Wednesday, December 21, 2016

Takotsubo 101

My body fina─║ly managed to stem that downward spiral I was in. Overwhelmed by preparations for my own surgery (to correct severe POPS) along with my daughter C.'s deterioration, I sensed impending implosion - the emotional sort. (My conversations were peppered with "I can't go on", "I'm going to have a breakdown", "I need help".) Certainly nothing that would land me in hospital.

But Friday night, I developed weird symptoms - extreme weakness, nausea, vomiting and low blood pressure - and reluctantly got into an ambulance. When the blood test results arrived and the ER doctor declared "You've had a cardiac event", I was shocked, distressed, blown away and frightened. Something along the lines of virus/dehydration was what I'd expected.

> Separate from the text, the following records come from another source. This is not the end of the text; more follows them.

use crate::value_objects::Role;
use chrono::{DateTime, Utc};
use serde::{Deserialize, Serialize};

/// Identifier issued by the external auth provider
pub type UserId = String;

/// Profile of an authenticated user
#[derive(Debug, Clone, PartialEq, Eq, Serialize, Deserialize)]
pub struct User {
    pub id: UserId,
    pub display_name: String,
    pub avatar_url: Option<String>,
    pub created_at: DateTime<Utc>,
}

impl User {
    /// Profile for a first sign-in; the display name falls back to the identifier
    pub fn new(id: impl Into<UserId>, display_name: Option<&str>, now: DateTime<Utc>) -> Self {
        let id = id.into();
        let display_name = display_name
            .map(str::trim)
            .filter(|name| !name.is_empty())
            .map(str::to_string)
            .unwrap_or_else(|| id.clone());
        Self {
            id,
            display_name,
            avatar_url: None,
            created_at: now,
        }
    }
}

/// A single (user, role) grant; a user may hold several
#[derive(Debug, Clone, PartialEq, Eq, Serialize, Deserialize)]
pub struct RoleGrant {
    pub user_id: UserId,
    pub role: Role,
    pub granted_at: DateTime<Utc>,
}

"When could I possibly have had one?" I asked him.

After an angiogram which, thank heavens, revealed clear arteries, the doctors settled on a probable diagnosis of Takotsubo Syndrome.

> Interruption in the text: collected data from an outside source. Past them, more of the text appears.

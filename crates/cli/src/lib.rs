//! rtrack command line
//!
//! Subcommands over the research tracker service. Each command resolves the
//! caller's session from `--user` or `RTRACK_USER` and reports failures as
//! terminal notices.

pub mod commands;
pub mod context;
pub mod report;
pub mod util;

pub use context::AppContext;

If you ever feel compelled to develop a heart problem, this is definitely the way to go. But, sorry guys, it's overwhelmingly a post-menopausal women's option.

For those of you caregivers desperate for respite, you can see some more info via Wikipedia about this relatively newly categorized (since 1998 in the West) cardiac syndrome. 

And for you over-stressed guys, we'll see what the Hubby digs up. He's been single-handedly caring for both C. and home as well as visiting me every day. A perfect Takotsuba candidate were it not for his gender.

In the meantime C., treated only with CBD, is still keeping her seizure rate low - but don't forget that's top secret!

The Hubby also succeeded in getting a great sodium and potassium reading in C.'s latest blood test on Sunday so her dehydration is history. And while she's definitely not out of the gaunt range yet, the thin jawbone vein that had been bulging is no longer visible.

I'm looking forward to getting her back on her feet and feeding herself again - the two activities that have been omitted from her routine during my absence. I'm also struggling to get some home help from "the system" but so far only encountering voice messages.

Takotsuba is apparently a recurrent event in many cases - must somehow alter the reality here to prevent that.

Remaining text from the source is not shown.